Lisa Karlina Lumongdong (born 23 July 1968) is an Indonesian chess player who holds the title of Woman International Master (WIM). She is a two-times Indonesian Women's Chess Championship winner (1994, 2005).

Biography
She twice won Indonesian Women's Chess Championship: in 1994 and 2005. In 1993, Lisa Karlina Lumongdong participated in Women's World Chess Championship Interzonal Tournament in Jakarta where ranked 34th place. She represented Indonesia in Women's Asian Team Chess Championship in 1995. In 2005, she won the bronze medal in Women's Standard Chess Team tournament in the Southeast Asian Games.

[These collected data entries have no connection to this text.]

impl<'a> Transaction<'a> {
    /// Transmit raw bytes and wait for the reply.
    ///
    /// With `expect_echo`, the gateway must echo `bytes` followed by ACK or
    /// NACK. After an ACK, a deferred response of `expected_len` bytes is
    /// awaited when `expected_len > 0`; otherwise the echo is returned.
    /// Without `expect_echo`, the next frame is returned as is.
    pub async fn send_raw(
        &mut self,
        bytes: &[u8],
        expected_len: usize,
        expect_echo: bool,
    ) -> Result<Frame> {
        let config = self.modem.config().clone();
        let hint = if expect_echo {
            Some(bytes.len() + 1)
        } else if expected_len > 0 {
            Some(expected_len)
        } else {
            None
        };
        self.transmit(PendingRequest::new(Bytes::copy_from_slice(bytes), hint))
            .await?;

        let echo = match self.recv_answer(config.echo_timeout).await? {
            Some(frame) => frame,
            None => return Err(self.desync(InsteonError::AckTimeout).await),
        };

        if !expect_echo {
            return Ok(echo);
        }

        let common = echo.len().min(bytes.len());
        if echo.as_bytes()[..common] != bytes[..common] {
            return Err(self
                .desync(InsteonError::EchoMismatch {
                    sent: to_hex(bytes),
                    received: echo.to_string(),
                })
                .await);
        }
        if echo.len() != bytes.len() + 1 {
            return Err(self
                .desync(InsteonError::LengthMismatch {
                    expected: bytes.len() + 1,
                    actual: echo.len(),
                })
                .await);
        }

        match echo.last() {
            Some(ACK) => {}
            Some(NACK) => {
                self.release();
                return Err(InsteonError::Nack);
            }
            Some(other) => return Err(self.desync(InsteonError::InvalidAck(other)).await),
            None => return Err(self.desync(InsteonError::InvalidAck(0)).await),
        }

        if expected_len == 0 {
            return Ok(echo);
        }

        match self.recv_answer(config.response_timeout).await? {
            Some(response) => Ok(response),
            None => Err(self.desync(InsteonError::ResponseTimeout).await),
        }
    }

    /// Send a standard Insteon message.
    pub async fn send_standard(
        &mut self,
        address: Address,
        cmd1: u8,
        cmd2: u8,
        flags_byte: u8,
    ) -> Result<Frame> {
        let msg = build_standard(address, flags_byte, cmd1, cmd2);
        let expected = expected_standard_response(flags_byte, cmd1);
        self.send_raw(&msg, expected, true).await
    }

    /// Send an extended Insteon message carrying exactly 14 data bytes.
    ///
    /// Returns the device's standard acknowledgement. Any extended replies
    /// that follow are read with [`next_frame`](Self::next_frame).
    pub async fn send_extended(
        &mut self,
        address: Address,
        cmd1: u8,
        cmd2: u8,
        data: &[u8],
        flags_byte: u8,
    ) -> Result<Frame> {
        if data.len() != EXTENDED_DATA_LEN {
            return Err(InsteonError::InvalidParameter(format!(
                "Extended data must be {} bytes, got {}",
                EXTENDED_DATA_LEN,
                data.len()
            )));
        }
        let msg = build_extended(address, flags_byte, cmd1, cmd2, data);
        self.send_raw(&msg, 11, true).await
    }

    /// Wait for the next frame addressed to this transaction.
    ///
    /// A timeout resets the channel and returns `ResponseTimeout`.
    pub async fn next_frame(&mut self, wait: Duration) -> Result<Frame> {
        match self.recv_answer(wait).await? {
            Some(frame) => Ok(frame),
            None => Err(self.desync(InsteonError::ResponseTimeout).await),
        }
    }

    async fn transmit(&mut self, request: PendingRequest) -> Result<()> {
        let (done, rx) = oneshot::channel();
        self.modem
            .inner
            .intents
            .send(Intent::Transmit { request, done })
            .map_err(|_| channel_closed())?;
        rx.await.map_err(|_| channel_closed())??;
        Ok(())
    }

    /// Next answer from the current epoch, or `None` on timeout.
    async fn recv_answer(&mut self, wait: Duration) -> Result<Option<Frame>> {
        let deadline = Instant::now() + wait;
        loop {
            match timeout_at(deadline, self.answers.recv()).await {
                Err(_) => return Ok(None),
                Ok(None) => return Err(channel_closed()),
                Ok(Some(envelope)) => {
                    if envelope.epoch < self.modem.reset_count() {
                        tracing::debug!("Dropping answer from before reset: {}", envelope.frame);
                        continue;
                    }
                    return Ok(Some(envelope.frame));
                }
            }
        }
    }

    fn release(&self) {
        let _ = self.modem.inner.intents.send(Intent::Release);
    }

    /// Reset the channel and hand back `err`.
    async fn desync(&self, err: InsteonError) -> InsteonError {
        if let Err(e) = self.modem.reset(&err.to_string()).await {
            tracing::warn!("Reset after '{}' failed: {}", err, e);
        }
        err
    }
}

Lisa Karlina Lumongdong played for Indonesia in the Women's Chess Olympiads:
 In 1988, at first reserve board in the 28th Chess Olympiad (women) in Thessaloniki (+4, =3, -4),
 In 1990, at second board in the 29th Chess Olympiad (women) in Novi Sad (+2, =3, -3),
 In 1992, at first board in the 30th Chess Olympiad (women) in Manila (+2, =5, -7),
 In 1994, at first board in the 31st Chess Olympiad (women) in Moscow (+2, =3, -3),
 In 1996, at third board in the 32nd Chess Olympiad (women) in Yerevan (+5, =4, -3).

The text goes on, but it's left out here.